The House and Senate are attempting to resolve differences between their respective far-ranging, counter-productive energy bills, neither of which is good news for energy producers or consumers.

Meanwhile, 234 professional and academic economists warned Congress last week that more taxes, regulations and subsidies will harm rather than help the nation's energy policy. The warning was signed by a Nobel laureate, professors from Harvard, the University of Chicago, the University of Michigan, UCLA and other colleges as well as representatives of think tanks, including the Brookings Institution, Hoover Institution and Institute for Research on the Economics of Taxation.

"We write to strongly advise against the inclusion of damaging anti-market provisions in the energy bills moving through Congress," their letter began. "History has shown that attempts by the federal government to tax, regulate and subsidize our way to more plentiful and secure energy have failed miserably."

Instead, the economists urged Congress to reduce government interference in "the markets that are capable of delivering innovative energy solutions ... ." It's good advice that Congress should take.

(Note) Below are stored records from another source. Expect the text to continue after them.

//! Heuristic intent classification.
//!
//! [`classify`] turns free text into an [`Intent`]: a set of ticker-like
//! symbol candidates plus boolean flags describing what kind of research
//! the query asks for. Classification is total; empty or malformed input
//! yields [`Intent::default`].
//!
//! Symbols are extracted from the raw text (case matters for bare
//! upper-case tickers) while keyword flags are matched against a folded
//! copy: decomposed, stripped of combining marks, whitespace-collapsed and
//! lower-cased. Symbol extraction over-approximates; callers should treat
//! [`Intent::symbols`] as candidates.

use crate::routing::keywords::{
    self, ANALYSIS_KEYWORDS, ASSET_KEYWORDS, COMMODITY_KEYWORDS, COMPARE_KEYWORDS,
    EXCHANGE_PREFIXES, FRESH_KEYWORDS, INDEX_KEYWORDS, KNOWLEDGE_KEYWORDS, MEMORY_KEYWORDS,
    NEWS_KEYWORDS, PORTFOLIO_KEYWORDS, QUICK_QUESTION_PHRASES, SIGNAL_KEYWORDS, SOURCE_KEYWORDS,
    TECH_KEYWORDS, TRADE_KEYWORDS,
};
use regex::Regex;
use serde::{Deserialize, Serialize};
use std::collections::BTreeSet;
use std::sync::LazyLock;
use unicode_normalization::UnicodeNormalization;

static DOLLAR_TICKER: LazyLock<Regex> = LazyLock::new(|| {
    Regex::new(r"\$([A-Za-z]{1,10})\b").expect("dollar ticker pattern must compile")
});

static EXCHANGE_TICKER: LazyLock<Regex> = LazyLock::new(|| {
    let pattern = format!(
        r"(?i)\b(?:{}):([A-Za-z0-9./-]{{1,15}})\b",
        EXCHANGE_PREFIXES.join("|")
    );
    Regex::new(&pattern).expect("exchange ticker pattern must compile")
});

static JOINED_TICKER: LazyLock<Regex> = LazyLock::new(|| {
    Regex::new(r"\b([A-Za-z]{1,10}(?:[-./][A-Za-z0-9]{1,10})+)\b")
        .expect("joined ticker pattern must compile")
});

static USDT_PAIR: LazyLock<Regex> = LazyLock::new(|| {
    Regex::new(r"(?i)\b([A-Za-z]{2,6}USDT)\b").expect("usdt pair pattern must compile")
});

static UPPER_TOKEN: LazyLock<Regex> =
    LazyLock::new(|| Regex::new(r"\b[A-Z]{2,6}\b").expect("upper token pattern must compile"));

static LOWER_TOKEN: LazyLock<Regex> =
    LazyLock::new(|| Regex::new(r"\b[a-z]{2,6}\b").expect("lower token pattern must compile"));

/// Structured routing intent for a single query.
#[derive(Debug, Clone, Default, PartialEq, Eq, Serialize, Deserialize)]
#[serde(rename_all = "camelCase")]
pub struct Intent {
    /// Normalized, upper-cased symbol candidates
    pub symbols: BTreeSet<String>,
    /// A symbol survived extraction or an asset/index/commodity keyword matched
    pub has_symbol: bool,
    pub wants_news: bool,
    pub wants_technical: bool,
    pub wants_signals: bool,
    pub wants_knowledge: bool,
    pub wants_memory: bool,
    pub wants_portfolio: bool,
    pub wants_fresh: bool,
    pub wants_sources: bool,
    pub is_trade_request: bool,
    pub is_analysis_request: bool,
    pub is_quick_question: bool,
}

impl Intent {
    /// True when no symbol and no flag is set.
    pub fn is_empty(&self) -> bool {
        !(self.has_symbol
            || self.wants_news
            || self.wants_technical
            || self.wants_signals
            || self.wants_knowledge
            || self.wants_memory
            || self.wants_portfolio
            || self.wants_fresh
            || self.wants_sources
            || self.is_trade_request
            || self.is_analysis_request
            || self.is_quick_question)
    }

    /// True when the query names a specific capability beyond a bare symbol.
    pub fn wants_specific_research(&self) -> bool {
        self.wants_news || self.wants_technical || self.wants_signals || self.wants_knowledge
    }
}

/// Classify free text into an [`Intent`].
pub fn classify(text: &str) -> Intent {
    let folded = normalize_for_matching(text).to_lowercase();
    let symbols = find_symbol_candidates(text);
    let mentions_asset = text_has_any(&folded, ASSET_KEYWORDS)
        || text_has_any(&folded, INDEX_KEYWORDS)
        || text_has_any(&folded, COMMODITY_KEYWORDS);

    Intent {
        has_symbol: !symbols.is_empty() || mentions_asset,
        symbols,
        wants_news: text_has_any(&folded, NEWS_KEYWORDS),
        wants_technical: text_has_any(&folded, TECH_KEYWORDS),
        wants_signals: text_has_any(&folded, SIGNAL_KEYWORDS),
        wants_knowledge: text_has_any(&folded, KNOWLEDGE_KEYWORDS),
        wants_memory: text_has_any(&folded, MEMORY_KEYWORDS),
        wants_portfolio: text_has_any(&folded, PORTFOLIO_KEYWORDS),
        wants_fresh: text_has_any(&folded, FRESH_KEYWORDS),
        wants_sources: text_has_any(&folded, SOURCE_KEYWORDS),
        is_trade_request: text_has_any(&folded, TRADE_KEYWORDS),
        is_analysis_request: text_has_any(&folded, ANALYSIS_KEYWORDS)
            || text_has_any(&folded, COMPARE_KEYWORDS),
        is_quick_question: text_has_any(&folded, QUICK_QUESTION_PHRASES),
    }
}

/// Decompose, strip combining marks and collapse whitespace.
///
/// Case is preserved; callers fold it when they need to.
pub fn normalize_for_matching(text: &str) -> String {
    let stripped: String = text
        .nfd()
        .filter(|c| !unicode_normalization::char::is_combining_mark(*c))
        .collect();
    stripped.split_whitespace().collect::<Vec<_>>().join(" ")
}

/// Run every symbol pass over the raw text and keep accepted candidates.
pub fn find_symbol_candidates(raw: &str) -> BTreeSet<String> {
    let mut candidates = BTreeSet::new();
    if raw.trim().is_empty() {
        return candidates;
    }

    let mut add = |value: &str| {
        let normalized = normalize_symbol_candidate(value);
        if is_symbol_candidate(&normalized) {
            candidates.insert(normalized);
        }
    };

    for pass in [&*DOLLAR_TICKER, &*EXCHANGE_TICKER, &*JOINED_TICKER, &*USDT_PAIR] {
        for captures in pass.captures_iter(raw) {
            if let Some(m) = captures.get(1) {
                add(m.as_str());
            }
        }
    }

    for token in UPPER_TOKEN.find_iter(raw) {
        add(token.as_str());
    }

    let lowered = raw.to_lowercase();
    for token in LOWER_TOKEN.find_iter(&lowered) {
        let upper = token.as_str().to_uppercase();
        if keywords::is_known_ticker(&upper) {
            add(&upper);
        }
    }

    candidates
}

fn normalize_symbol_candidate(value: &str) -> String {
    value
        .trim()
        .trim_start_matches(|c: char| !c.is_ascii_alphanumeric())
        .trim_end_matches(|c: char| !(c.is_ascii_alphanumeric() || matches!(c, '.' | '/' | '-')))
        .to_uppercase()
}

fn is_symbol_candidate(value: &str) -> bool {
    if value.is_empty() || keywords::is_stop_symbol(value) {
        return false;
    }
    if !value.chars().any(|c| c.is_ascii_uppercase()) {
        return false;
    }
    // Bare two-letter tokens are mostly noise ("US", "AI", "IT")
    if value.len() == 2 && !keywords::is_known_ticker(value) {
        return false;
    }
    true
}

/// Phrases and punctuation-bearing keywords match as substrings; bare words
/// must sit on word boundaries so "ai" does not fire inside "said".
fn text_has_any(text: &str, keywords: &[&str]) -> bool {
    keywords.iter().any(|keyword| {
        if keyword.contains([' ', '&', '/']) {
            text.contains(keyword)
        } else {
            contains_word(text, keyword)
        }
    })
}

fn contains_word(text: &str, word: &str) -> bool {
    text.match_indices(word).any(|(start, _)| {
        let before = text[..start].chars().next_back();
        let after = text[start + word.len()..].chars().next();
        !before.is_some_and(is_word_char) && !after.is_some_and(is_word_char)
    })
}

fn is_word_char(c: char) -> bool {
    c.is_alphanumeric() || c == '_'
}

#[cfg(test)]
mod tests {
    use super::*;
    use rstest::rstest;

    fn symbols(intent: &Intent) -> Vec<&str> {
        intent.symbols.iter().map(String::as_str).collect()
    }

    #[test]
    fn test_dollar_ticker() {
        let intent = classify("$BTC to the moon");
        assert!(intent.symbols.contains("BTC"));
        assert!(intent.has_symbol);
    }

    #[test]
    fn test_compare_two_tickers() {
        let intent = classify("AAPL vs MSFT");
        assert!(intent.symbols.contains("AAPL"));
        assert!(intent.symbols.contains("MSFT"));
        assert!(intent.is_analysis_request);
    }

    #[test]
    fn test_deny_listed_acronyms() {
        let intent = classify("the EU GDP report");
        assert!(intent.symbols.is_empty(), "got {:?}", symbols(&intent));
        assert!(!intent.has_symbol);
        assert!(intent.wants_news);
    }

    #[test]
    fn test_swedish_quick_question() {
        let intent = classify("Vad är RSI?");
        assert!(intent.wants_technical);
        assert!(intent.is_quick_question);
    }

    #[rstest]
    #[case("", true)]
    #[case("   \t\n ", true)]
    #[case("???!!!", true)]
    #[case("show my holdings", false)]
    fn test_degenerate_input_is_empty(#[case] text: &str, #[case] expect_empty: bool) {
        let intent = classify(text);
        assert_eq!(intent.is_empty(), expect_empty, "{text:?} -> {intent:?}");
        if expect_empty {
            assert_eq!(intent, Intent::default());
        }
    }

    #[rstest]
    #[case("check CRYPTO:SOLUSDT please", "SOLUSDT")]
    #[case("nasdaq:nvda earnings", "NVDA")]
    #[case("how is VOLV-B.ST doing", "VOLV-B.ST")]
    #[case("ethusdt breakout", "ETHUSDT")]
    #[case("is tsla overbought", "TSLA")]
    #[case("GE earnings", "GE")]
    fn test_symbol_passes(#[case] text: &str, #[case] expected: &str) {
        let intent = classify(text);
        assert!(
            intent.symbols.contains(expected),
            "{text:?} should yield {expected}, got {:?}",
            symbols(&intent)
        );
    }

    #[rstest]
    #[case("US stocks look weak")]
    #[case("AI hype")]
    #[case("USD strength")]
    fn test_noise_tokens_rejected(#[case] text: &str) {
        let intent = classify(text);
        assert!(intent.symbols.is_empty(), "{text:?} -> {:?}", symbols(&intent));
    }

    #[test]
    fn test_asset_keyword_sets_has_symbol_without_ticker() {
        let intent = classify("is gold a good hedge");
        assert!(intent.symbols.is_empty());
        assert!(intent.has_symbol);

        let intent = classify("thoughts on bitcoin");
        assert!(intent.has_symbol);
        assert!(intent.is_analysis_request);
    }

    #[test]
    fn test_word_boundary_prevents_partial_matches() {
        // "rsi" must not fire inside "versions", "now" not inside "known"
        let intent = classify("he said versions are known");
        assert!(!intent.wants_technical);
        assert!(!intent.wants_fresh);
    }

    #[test]
    fn test_phrase_keywords_use_substring() {
        let intent = classify("what is the moving average on s&p 500");
        assert!(intent.is_quick_question);
        assert!(intent.wants_knowledge);
        assert!(intent.wants_technical);
        assert!(intent.has_symbol);
    }

    #[test]
    fn test_multiple_request_shapes() {
        let intent = classify("Should I buy NVDA? Give me your outlook");
        assert!(intent.is_trade_request);
        assert!(intent.is_analysis_request);
        assert!(intent.symbols.contains("NVDA"));
    }

    #[test]
    fn test_diacritics_are_stripped() {
        assert_eq!(normalize_for_matching("Förklara  räntan\tidag"), "Forklara rantan idag");

        let intent = classify("Förklara ränta idag");
        assert!(intent.is_quick_question);
        assert!(intent.wants_fresh);
    }

    #[test]
    fn test_classify_is_deterministic() {
        let text = "Analyze BTC and ETH, latest news and RSI levels";
        assert_eq!(classify(text), classify(text));
    }

    #[test]
    fn test_intent_serializes_camel_case() {
        let json = serde_json::to_value(classify("$ETH news")).unwrap();
        assert_eq!(json["hasSymbol"], true);
        assert_eq!(json["wantsNews"], true);
        assert_eq!(json["symbols"][0], "ETH");
    }
}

The Senate energy bill would require automakers to increase mileage ratings on cars and light trucks from 25 miles per gallon to 35 by 2020.

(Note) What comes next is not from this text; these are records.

impl Toggles {
    /// Every optional unit off.
    pub fn none() -> Self {
        Self::default()
    }

    /// Every optional unit on.
    pub fn all() -> Self {
        Self {
            web_search: true,
            private_search: true,
            private_retrieval: true,
        }
    }

    /// Read toggles from configuration and the process environment.
    ///
    /// Private units are enabled when the environment variable named in the
    /// config holds a non-empty value. Web search follows the config flag
    /// unless `ENABLE_WEB_SEARCH=false` is set.
    pub fn resolve(config: &ToggleConfig) -> Self {
        let env_set = |name: &str| {
            std::env::var(name)
                .map(|v| !v.trim().is_empty())
                .unwrap_or(false)
        };
        let web_search_disabled = std::env::var("ENABLE_WEB_SEARCH")
            .map(|v| v.trim().eq_ignore_ascii_case("false"))
            .unwrap_or(false);

        let toggles = Self {
            web_search: config.web_search && !web_search_disabled,
            private_search: env_set(&config.private_search_env),
            private_retrieval: env_set(&config.private_rag_env),
        };
        tracing::debug!(?toggles, "Resolved capability toggles");
        toggles
    }

    /// Whether `kind` may be selected. Baseline kinds are always allowed.
    pub fn allows(&self, kind: CapabilityKind) -> bool {
        match kind {
            CapabilityKind::WebSearch => self.web_search,
            CapabilityKind::PrivateSearch => self.private_search,
            CapabilityKind::PrivateRetrieval => self.private_retrieval,
            _ => true,
        }
    }
}

/// How the unit set is derived from a query.
#[derive(Debug, Clone, Copy, Default, PartialEq, Eq, Serialize, Deserialize)]
#[serde(rename_all = "lowercase")]
pub enum RoutingPolicy {
    /// Always gather broad context.
    #[default]
    Broad,
    /// Pick units from the classified intent.
    Targeted,
}

/// Cost profile applied after targeted routing.
#[derive(Debug, Clone, Copy, Default, PartialEq, Eq, Serialize, Deserialize)]
#[serde(rename_all = "lowercase")]
pub enum WorkflowMode {
    #[default]
    Full,
    Fast,
}

impl fmt::Display for RoutingPolicy {
    fn fmt(&self, f: &mut fmt::Formatter<'_>) -> fmt::Result {
        match self {
            RoutingPolicy::Broad => f.write_str("broad"),
            RoutingPolicy::Targeted => f.write_str("targeted"),
        }
    }
}

impl FromStr for RoutingPolicy {
    type Err = String;

    fn from_str(s: &str) -> Result<Self, Self::Err> {
        match s.trim().to_ascii_lowercase().as_str() {
            "broad" => Ok(RoutingPolicy::Broad),
            "targeted" => Ok(RoutingPolicy::Targeted),
            other => Err(format!("unknown routing policy '{}'", other)),
        }
    }
}

impl fmt::Display for WorkflowMode {
    fn fmt(&self, f: &mut fmt::Formatter<'_>) -> fmt::Result {
        match self {
            WorkflowMode::Full => f.write_str("full"),
            WorkflowMode::Fast => f.write_str("fast"),
        }
    }
}

impl FromStr for WorkflowMode {
    type Err = String;

    fn from_str(s: &str) -> Result<Self, Self::Err> {
        match s.trim().to_ascii_lowercase().as_str() {
            "full" => Ok(WorkflowMode::Full),
            "fast" => Ok(WorkflowMode::Fast),
            other => Err(format!("unknown workflow mode '{}'", other)),
        }
    }
}
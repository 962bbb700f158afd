//! # advisor-research
//!
//! Selection and concurrent fan-out of research units for a trading advisor.
//!
//! ## Overview
//!
//! A free-text query goes through three stages:
//!
//! 1. **Classify** - [`routing::classify`] turns text into an [`Intent`]
//!    (symbol candidates plus capability and request-shape flags).
//! 2. **Select** - [`routing::select`] maps the intent and the process
//!    [`Toggles`] to an ordered list of [`CapabilityKind`]s.
//! 3. **Run** - [`ParallelRunner::run`] starts every selected unit on its own
//!    task and merges their events into one stream. A failing unit gets a
//!    fallback artifact in [`SharedState`] and never disturbs its siblings.
//!
//! [`ResearchWorkflow`] wires the three together and records the routing
//! decision in Shared State.
//!
//! ## Example
//!
//! ```rust,ignore
//! use advisor_research::{
//!     CapabilityKind, FnUnit, ParallelRunner, RunContext, SharedState, UnitRoster,
//! };
//! use futures::StreamExt;
//! use std::sync::Arc;
//!
//! let roster = UnitRoster::new().with_unit(Arc::new(FnUnit::new(
//!     CapabilityKind::News,
//!     |ctx| news_stream(ctx),
//! )));
//! let runner = ParallelRunner::new(roster);
//!
//! let ctx = RunContext::new(SharedState::new());
//! let mut events = runner.run(&[CapabilityKind::News], ctx);
//! while let Some(event) = events.next().await {
//!     println!("[{}] {}", event.branch, event.payload);
//! }
//! ```
//!
//! ## Modules
//!
//! - [`routing`] - intent classification and capability selection
//! - [`research`] - units, runner, fallback recording, Shared State
//! - [`llm`] - model seam used by the classification fallback
//! - [`types`] - common types and error handling
//! - [`utils`] - configuration and logging
//! - [`cli`] - the routing inspector binary's argument parsing and output

#![warn(rustdoc::missing_crate_level_docs)]

/// Routing inspector CLI.
pub mod cli;
/// Language-model seam.
pub mod llm;
/// Concurrent research fan-out.
pub mod research;
/// Query classification and capability selection.
pub mod routing;
/// Core types and errors.
pub mod types;
/// Configuration and logging utilities.
pub mod utils;

// Re-export commonly used types
pub use llm::LLMClient;
pub use research::{
    BranchPath, CapabilityKind, CapabilityUnit, Event, EventStream, FallbackRecorder, FnUnit,
    InMemoryStateStore, ParallelRunner, ResearchWorkflow, RunContext, SharedState, StateStore,
    UnitOutcome, UnitRoster, UnitStream,
};
pub use routing::{
    classify, select, ClassificationSource, Intent, LlmIntentClassifier, RoutingDecision,
    RoutingPolicy, Selector, Toggles, WorkflowMode,
};
pub use types::{AppError, Result, SessionScope, StateMap};
pub use utils::toml_config::{ConfigError, ResearchConfig};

According to the Competitive Enterprise Institute's Sam Kazman, the federal fuel economy mandates already are one of this country's worst regulations because they rely on across-the-board command-and-control imposition of arbitrary standards, the antithesis of a free market. But the mandates don't just increase consumer prices. A 2002 study by the National Research Council showed they already have contributed to about 2,000 traffic deaths a year because of the forced production of lighter-weight, less crash-resistant vehicles.

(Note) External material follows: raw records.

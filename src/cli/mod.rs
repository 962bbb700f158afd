//! CLI for the routing inspector.
//!
//! The `advisor-research` binary classifies and routes queries offline so the
//! heuristics can be checked without running any capability unit. Uses clap
//! for argument parsing and owo-colors for colored terminal output.

pub mod output;

use crate::routing::selector::{RoutingPolicy, WorkflowMode};
use clap::{Parser, Subcommand};
use std::path::PathBuf;

/// Prompts routed by `route` when none are given.
pub const DEFAULT_PROMPTS: &[&str] = &[
    "Analyze BTC and give me a quick outlook.",
    "Show me a chart of TSLA and key levels.",
    "Any latest news on Nvidia?",
    "Vad ar RSI och hur fungerar det?",
    "Borde jag kopa ETH idag?",
    "Compare SPY vs QQQ for the next month.",
    "Riskhantering for swing trading?",
];

/// Advisor research routing inspector
#[derive(Parser, Debug)]
#[command(
    name = "advisor-research",
    author = "Dirmacs <build@dirmacs.com>",
    version,
    about = "Inspect how queries are classified and routed to research units",
    after_help = "EXAMPLES:\n    \
                  advisor-research classify 'Should I buy AAPL?'\n    \
                  advisor-research route                        # Route the built-in prompts\n    \
                  advisor-research route --policy targeted --mode fast 'Analyze BTC'\n    \
                  advisor-research config --validate"
)]
pub struct Cli {
    /// Path to the configuration file
    #[arg(short, long, default_value = "research.toml", global = true)]
    pub config: PathBuf,

    /// Enable verbose output
    #[arg(short, long, global = true)]
    pub verbose: bool,

    /// Disable colored output
    #[arg(long, global = true)]
    pub no_color: bool,

    /// Subcommand to execute
    #[command(subcommand)]
    pub command: Commands,
}

/// Available CLI subcommands
#[derive(Subcommand, Debug)]
pub enum Commands {
    /// Classify a query and print its intent as JSON
    Classify {
        /// Query text
        text: String,
    },

    /// Print the routing decision for each query
    Route {
        /// Queries to route (a built-in set when omitted)
        texts: Vec<String>,

        /// Override the configured routing policy (broad, targeted)
        #[arg(long)]
        policy: Option<RoutingPolicy>,

        /// Override the configured workflow mode (full, fast)
        #[arg(long)]
        mode: Option<WorkflowMode>,

        /// Print decisions as JSON
        #[arg(long)]
        json: bool,
    },

    /// Show the resolved configuration and toggles
    Config {
        /// Only validate the configuration file
        #[arg(long)]
        validate: bool,
    },
}

impl Cli {
    /// Parse CLI arguments
    pub fn parse_args() -> Self {
        Self::parse()
    }

    /// Queries for `route`, falling back to [`DEFAULT_PROMPTS`].
    pub fn prompts(texts: &[String]) -> Vec<String> {
        if texts.is_empty() {
            DEFAULT_PROMPTS.iter().map(|p| p.to_string()).collect()
        } else {
            texts.to_vec()
        }
    }
}
use advisor_research::cli::output::{Output, Verdict};
use advisor_research::cli::{Cli, Commands};
use advisor_research::routing::{classify, Selector, Toggles};
use advisor_research::utils::logging::init_tracing;
use advisor_research::utils::toml_config::{ConfigError, ResearchConfig};
use anyhow::Context;

#[tokio::main]
async fn main() -> anyhow::Result<()> {
    // .env must be loaded before toggles read the environment
    dotenvy::dotenv().ok();

    let cli = Cli::parse_args();
    let output = Output::new(!cli.no_color);

    if let Commands::Config { validate: true } = cli.command {
        return validate_config(&cli, &output);
    }

    let mut config = ResearchConfig::load_or_default(&cli.config)
        .with_context(|| format!("Failed to load {}", cli.config.display()))?;
    if cli.verbose {
        config.logging.level = "debug".to_string();
    }
    init_tracing(&config.logging)?;

    let toggles = Toggles::resolve(&config.toggles);

    match cli.command {
        Commands::Classify { text } => {
            let intent = classify(&text);
            println!("{}", serde_json::to_string_pretty(&intent)?);
        }
        Commands::Route {
            texts,
            policy,
            mode,
            json,
        } => {
            let mut selector = Selector::from_config(toggles, &config.routing);
            if let Some(policy) = policy {
                selector = selector.with_policy(policy);
            }
            if let Some(mode) = mode {
                selector = selector.with_mode(mode);
            }

            for prompt in Cli::prompts(&texts) {
                let decision = selector.route_heuristic(&prompt);
                if json {
                    let record = serde_json::json!({ "prompt": prompt, "routing": decision });
                    println!("{}", serde_json::to_string_pretty(&record)?);
                } else {
                    output.decision(&prompt, &decision);
                }
            }
            if !json {
                println!();
            }
        }
        Commands::Config { .. } => {
            output.configuration(&cli.config, &config, &toggles);
            println!();
        }
    }

    Ok(())
}

fn validate_config(cli: &Cli, output: &Output) -> anyhow::Result<()> {
    match ResearchConfig::load(&cli.config) {
        Ok(_) => {
            output.verdict(Verdict::Valid, &format!("{} is valid", cli.config.display()));
            Ok(())
        }
        Err(ConfigError::FileNotFound(path)) => {
            let message = format!("{} not found, defaults apply", path.display());
            output.verdict(Verdict::Defaulted, &message);
            Ok(())
        }
        Err(e) => {
            output.verdict(Verdict::Invalid, &e.to_string());
            Err(e.into())
        }
    }
}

The House bill includes no fuel economy requirements as a concession to Michigan Rep. John Dingell, among whose most influential constituents are automakers. But the House version calls for an excessive 15 percent of U.S. electricity to be generated from subsidized "renewable" sources by 2020, even though only 3 percent today is provided by bio-fuels, solar and wind power. Utilities that fall short of the imposed goal would be fined.

We agree with the 234 economists that government easing up on its regulatory burdens, rather than increasing them, will permit the market to adjust to the nation's energy needs and meet consumers' demands more affordably and with less damage to the economy and personal safety.